Most modern math is certainly not "all on computers" and in general not even "mostly on computers". There are definitely proofs for things like testing large spaces exhaustively which are sped up by computers (see the https://en.wikipedia.org/wiki/Four_color_theorem) and definitely for things like visualization (probably one of the oldest uses of computers for math), but usually the real work goes into how math has always been done: identifying patterns and abusing symmetries.
For this one explicitly, if you read through the paper you'll find the statement that the main theorem presented here "does not depend on any computer calculations. However, we have made available files with explicit coordinates for our kissing configurations"
I had a visceral reaction to this. In what sense can a sphere be considered pointy? Almost by definition, it is the volume that minimizes surface area, in any number of dimensions.
I can see how in higher dimensions e.g. a hypersphere has much lower volume than a hypercube. But that's not because the hypersphere became pointy, it's because the corners of the hypercube are increasingly more voluminous relative to the volume of the hypersphere, right?
First, the volume of spheres (or balls rather) in higher dimensions goes to zero as the dimension grows. Said another way, to keep unit volume on a ball you need to grow the radius more and more (which I interpret as spiky).

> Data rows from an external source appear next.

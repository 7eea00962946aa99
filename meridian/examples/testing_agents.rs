//! Example: testing agents with mock providers and tools.
//!
//! Demonstrates patterns for unit testing agents without real API calls.
//! No API key needed — everything is mocked.
//!
//! Run with: `cargo run --example testing_agents -p neuron`

use std::sync::Mutex;

use neuron_loop::AgentLoop;
use meridian_tool::ToolRegistry;
use neuron_types::*;

// --- Mock provider: returns pre-configured responses ---

struct MockProvider {
    responses: Mutex<Vec<CompletionResponse>>,
}

impl MockProvider {
    fn with_responses(responses: Vec<CompletionResponse>) -> Self {
        Self {
            responses: Mutex::new(responses),
        }
    }

    /// Helper: create a simple text response.
    fn text(text: &str) -> CompletionResponse {
        CompletionResponse {
            id: "mock-id".to_string(),
            model: "mock-model".to_string(),
            message: Message::assistant(text),
            usage: TokenUsage::default(),
            stop_reason: StopReason::EndTurn,
        }
    }

    /// Helper: create a response that calls a tool.
    fn tool_call(tool_name: &str, input: serde_json::Value) -> CompletionResponse {
        CompletionResponse {
            id: "mock-id".to_string(),
            model: "mock-model".to_string(),
            message: Message {
                role: Role::Assistant,
                content: vec![ContentBlock::ToolUse {
                    id: "call-1".to_string(),
                    name: tool_name.to_string(),
                    input,
                }],
            },
            usage: TokenUsage::default(),
            stop_reason: StopReason::ToolUse,
        }
    }
}

impl Provider for MockProvider {
    async fn complete(
        &self,
        _request: CompletionRequest,
    ) -> Result<CompletionResponse, ProviderError> {
        let mut responses = self.responses.lock().unwrap();
        if responses.is_empty() {
            Ok(MockProvider::text("No more responses configured"))
        } else {
            Ok(responses.remove(0))
        }
    }

    async fn complete_stream(
        &self,
        _request: CompletionRequest,
    ) -> Result<StreamHandle, ProviderError> {
        Err(ProviderError::InvalidRequest(
            "streaming not supported in mock".to_string(),
        ))
    }
}

// --- No-op context strategy (never compacts) ---

struct NoCompaction;

impl ContextStrategy for NoCompaction {
    fn should_compact(&self, _messages: &[Message], _token_count: usize) -> bool {
        false
    }

    async fn compact(&self, _messages: Vec<Message>) -> Result<Vec<Message>, ContextError> {
        unreachable!()
    }

    fn token_estimate(&self, _messages: &[Message]) -> usize {
        0
    }
}

// --- A simple tool for testing ---

struct AddTool;

impl Tool for AddTool {
    const NAME: &'static str = "add";
    type Args = serde_json::Value;
    type Output = serde_json::Value;
    type Error = ToolError;

    fn definition(&self) -> ToolDefinition {
        ToolDefinition {
            name: "add".to_string(),
            title: None,
            description: "Add two numbers".to_string(),
            input_schema: serde_json::json!({"type": "object"}),
            output_schema: None,
            annotations: None,
            cache_control: None,
        }
    }

    async fn call(
        &self,
        args: Self::Args,
        _ctx: &ToolContext,
    ) -> Result<serde_json::Value, ToolError> {
        let a = args["a"].as_f64().unwrap_or(0.0);
        let b = args["b"].as_f64().unwrap_or(0.0);
        Ok(serde_json::json!({"result": a + b}))
    }
}

#[tokio::main]
async fn main() {
    println!("=== Test 1: Simple single-turn response ===");
    {
        let provider = MockProvider::with_responses(vec![MockProvider::text(
            "The answer is 42.",
        )]);
        let mut agent = AgentLoop::builder(provider, NoCompaction)
            .tools(ToolRegistry::new())
            .max_turns(1)
            .build();
        let ctx = ToolContext::default();
        let result = agent.run(Message::user("What is the answer?"), &ctx).await.unwrap();
        println!("  Response: {}", result.response);
        println!("  Turns: {}", result.turns);
        assert_eq!(result.turns, 1);
        assert!(result.response.contains("42"));
    }

    println!("\n=== Test 2: Tool call then final response ===");
    {
        let provider = MockProvider::with_responses(vec![
            // First: model calls the add tool
            MockProvider::tool_call("add", serde_json::json!({"a": 3, "b": 4})),
            // Second: model returns final answer after seeing tool result
            MockProvider::text("3 + 4 = 7"),
        ]);

        let mut tools = ToolRegistry::new();
        tools.register(AddTool);

        let mut agent = AgentLoop::builder(provider, NoCompaction)
            .tools(tools)
            .max_turns(5)
            .build();
        let ctx = ToolContext::default();
        let result = agent
            .run(Message::user("What is 3 + 4?"), &ctx)
            .await
            .unwrap();
        println!("  Response: {}", result.response);
        println!("  Turns: {}", result.turns);
        assert_eq!(result.turns, 2);
        assert!(result.response.contains("7"));
    }

    println!("\n=== Test 3: Max turns limit ===");
    {
        // Provider always calls a tool — should hit max_turns
        let provider = MockProvider::with_responses(vec![
            MockProvider::tool_call("add", serde_json::json!({"a": 1, "b": 1})),
            MockProvider::tool_call("add", serde_json::json!({"a": 2, "b": 2})),
            MockProvider::tool_call("add", serde_json::json!({"a": 3, "b": 3})),
        ]);

        let mut tools = ToolRegistry::new();
        tools.register(AddTool);

        let mut agent = AgentLoop::builder(provider, NoCompaction)
            .tools(tools)
            .max_turns(2)
            .build();
        let ctx = ToolContext::default();
        let result = agent.run(Message::user("Keep adding"), &ctx).await;
        match result {
            Err(LoopError::MaxTurns(n)) => println!("  Hit max turns limit: {n}"),
            other => println!("  Unexpected: {other:?}"),
        }
    }

    println!("\nAll test patterns demonstrated.");
    println!("Use these patterns in your #[cfg(test)] modules with assert! macros.");
}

Second, the volume of spherical caps grows like ~exp(- d h^2 /2), in particular the caps lose volume fast in higher dimensions. To interpret this as "spikyness" I like to visualize it as two balls intersecting (which is just 2x the cap volume). If they are of the same radius, but their centers are just slightly off their intersection volume goes to zero quickly!
There are other ways in which a hypersphere can be considered "pointy", though; for example, consider a point lying on the surface being moved some epsilon distance to a random direction. As the dimension increases, the probability that the point ends up inside the sphere approaches zero – the sphere spans a smaller and smaller fraction of the "sky".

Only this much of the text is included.